However the fact that Information Theory allows us to vary the ‘shape of the box’ raises the question: Could – say – 192k / 16bit LPCM versions deliver exactly the same audio resolution and detail as in actual real-world examples of 192k / 24bit material, and in the process reduce the number of noise bits that bloat the file size and stream rate because of over-specified noise? It turns out that the answer to this question may well be ‘yes’! And one technique for achieving this useful outcome is called ‘Noise Shaping’. It’s a technique digital audio engineers have been using for decades for various purposes. So I’ll try to outline how it works and what it may be able to offer ‘high rez’ audio...
The big barrier at this point is that to really understand Noise Shaping in detail you also need to get to grips with some particularly complex parts of the application of Digital Signal Processing to audio. This can make even dome-brains wearing white coats scratch their heads and get a cup of tea instead. But the general idea can be illustrated by some diagrams and examples.
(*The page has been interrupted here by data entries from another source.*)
//! cscan_options: cscan.json parsing and scanner/output options.
//!
//! Every field is optional; an empty object is a valid configuration that
//! selects the canonical scanner behavior and plain output.

use cscan_scanner::ScanOptions;
use serde::{Deserialize, Serialize};
use std::path::{Path, PathBuf};
use thiserror::Error;
use tracing::debug;

/// Default configuration file name, looked up in the working directory.
pub const CONFIG_FILE_NAME: &str = "cscan.json";

/// Scanner behavior switches, as written in cscan.json.
#[derive(Debug, Clone, Default, PartialEq, Eq, Serialize, Deserialize)]
#[serde(rename_all = "camelCase")]
pub struct ScannerOptions {
    /// Accept hex prefixes and signed exponents in numbers.
    pub extended_numbers: Option<bool>,
    /// Emit dedicated kinds for `->` and `.`.
    pub member_access_kinds: Option<bool>,
}

impl ScannerOptions {
    pub fn to_scan_options(&self) -> ScanOptions {
        ScanOptions {
            extended_numbers: self.extended_numbers.unwrap_or(false),
            member_access_kinds: self.member_access_kinds.unwrap_or(false),
        }
    }
}

/// Token dump format.
#[derive(Debug, Clone, Copy, Default, PartialEq, Eq, Serialize, Deserialize)]
#[serde(rename_all = "lowercase")]
pub enum OutputFormat {
    /// `TOK_KIND lexeme`, one token per line.
    #[default]
    Plain,
    /// A JSON array of token objects.
    Json,
}

/// How the token dump is rendered.
#[derive(Debug, Clone, Default, PartialEq, Eq, Serialize, Deserialize)]
#[serde(rename_all = "camelCase")]
pub struct OutputOptions {
    pub format: Option<OutputFormat>,
    /// Drop line and block comments from the dump.
    pub skip_comments: Option<bool>,
    /// Append the byte span of each token.
    pub show_spans: Option<bool>,
}

/// The cscan.json file structure.
#[derive(Debug, Clone, Default, PartialEq, Eq, Serialize, Deserialize)]
#[serde(rename_all = "camelCase")]
pub struct CscanConfig {
    pub scanner_options: Option<ScannerOptions>,
    pub output: Option<OutputOptions>,
}

impl CscanConfig {
    /// The configuration written by `cscan --init`.
    pub fn init_template() -> Self {
        Self {
            scanner_options: Some(ScannerOptions {
                extended_numbers: Some(false),
                member_access_kinds: Some(false),
            }),
            output: Some(OutputOptions {
                format: Some(OutputFormat::Plain),
                skip_comments: Some(false),
                show_spans: Some(false),
            }),
        }
    }

    pub fn scan_options(&self) -> ScanOptions {
        self.scanner_options
            .as_ref()
            .map(ScannerOptions::to_scan_options)
            .unwrap_or_default()
    }

    pub fn output_format(&self) -> OutputFormat {
        self.output
            .as_ref()
            .and_then(|o| o.format)
            .unwrap_or_default()
    }

    pub fn skip_comments(&self) -> bool {
        self.output
            .as_ref()
            .and_then(|o| o.skip_comments)
            .unwrap_or(false)
    }

    pub fn show_spans(&self) -> bool {
        self.output
            .as_ref()
            .and_then(|o| o.show_spans)
            .unwrap_or(false)
    }
}

/// Errors while loading a configuration file.
#[derive(Debug, Error)]
pub enum OptionsError {
    #[error("failed to read '{path}': {source}")]
    Read {
        path: PathBuf,
        #[source]
        source: std::io::Error,
    },

    #[error("invalid configuration in '{path}': {source}")]
    Parse {
        path: PathBuf,
        #[source]
        source: serde_json::Error,
    },
}

/// Parse a cscan.json file from a string.
pub fn parse_config(content: &str) -> Result<CscanConfig, serde_json::Error> {
    serde_json::from_str(content)
}

/// Parse a cscan.json file from a path.
pub fn parse_config_file(path: impl AsRef<Path>) -> Result<CscanConfig, OptionsError> {
    let path = path.as_ref();
    let content = std::fs::read_to_string(path).map_err(|source| OptionsError::Read {
        path: path.to_path_buf(),
        source,
    })?;
    let config = parse_config(&content).map_err(|source| OptionsError::Parse {
        path: path.to_path_buf(),
        source,
    })?;
    debug!(path = %path.display(), ?config, "loaded configuration");
    Ok(config)
}

/// Render a configuration as pretty-printed JSON with a trailing newline.
pub fn to_config_string(config: &CscanConfig) -> Result<String, serde_json::Error> {
    let mut text = serde_json::to_string_pretty(config)?;
    text.push('\n');
    Ok(text)
}
//! Token dump rendering.

use crate::error::Result;
use cscan_options::OutputFormat;
use cscan_scanner::{describe, Token};
use serde::Serialize;
use std::io::Write;

/// How a token sequence is written out.
#[derive(Debug, Clone, Copy, Default, PartialEq, Eq)]
pub struct RenderOptions {
    pub format: OutputFormat,
    pub skip_comments: bool,
    pub show_spans: bool,
}

/// One token in the JSON dump.
#[derive(Debug, Serialize)]
struct TokenRecord<'a> {
    kind: &'static str,
    lexeme: &'a str,
    start: u32,
    end: u32,
}

impl<'a> From<&'a Token> for TokenRecord<'a> {
    fn from(token: &'a Token) -> Self {
        Self {
            kind: describe(token.kind),
            lexeme: &token.lexeme,
            start: token.span.start,
            end: token.span.end(),
        }
    }
}

fn visible<'a>(
    tokens: &'a [Token],
    options: &RenderOptions,
) -> impl Iterator<Item = &'a Token> + 'a {
    let skip_comments = options.skip_comments;
    tokens
        .iter()
        .filter(move |token| !(skip_comments && token.is_comment()))
}

/// Write `tokens` to `out` in the configured format.
pub fn render(tokens: &[Token], options: &RenderOptions, out: &mut dyn Write) -> Result<()> {
    match options.format {
        OutputFormat::Plain => {
            for token in visible(tokens, options) {
                if options.show_spans {
                    writeln!(out, "{} {} @{}", describe(token.kind), token.lexeme, token.span)?;
                } else {
                    writeln!(out, "{} {}", describe(token.kind), token.lexeme)?;
                }
            }
        }
        OutputFormat::Json => {
            let records: Vec<TokenRecord<'_>> =
                visible(tokens, options).map(TokenRecord::from).collect();
            serde_json::to_writer_pretty(&mut *out, &records)?;
            writeln!(out)?;
        }
    }
    Ok(())
}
I’ll start with the arrangement shown in Figure 1, above. The signal input is, say, a stream of 24bit LPCM values arriving at a rate of, say, 192k. (I’m using these values just for the sake of example, but the same arguments would apply if I’d chosen the input to be 384k / 32 bit, or whatever.)
The central part of the system is the ‘Quantiser’ ( sometimes called the ‘Re-quantiser’) shown by the box labelled with a ‘Q’. This takes in each 24bit value and chops off the information in the least significant 8 bits. The result therefore has lost any tiny details which may have been hidden – along with a lot of the noise – in those bits. Note that just before being quantised the input has a small amount of random noise added to it. This is the ‘dither’ shown in the Figure.
It may seem odd that this process adds some noise and calls it ‘dither’. But again from Information Theory it turns out that there are good reasons to do this. And when we employ Noise Shaping, the system sets out to correct for it anyway. Again, an analogy here is perhaps to think of the way mechanical engineers generally want to remove friction from the systems they build and regard it as a bad thing. Yet screws, nut and bolts, etc only work because of the presence of friction. Similarly, there are times when some added noise actually helps.
The simplest possible quantisation system like this would do no more than add some ‘dither’ noise and quantise the result to generate a 16bit output sample from each input 24bit sample value. The dither is added to scramble away any tendency for this process to distort the result. This simple approach can easily be used, and its main drawback is that the output now has added noise which means the result has a noise level set as we’d expect to be that for 16bit LPCM.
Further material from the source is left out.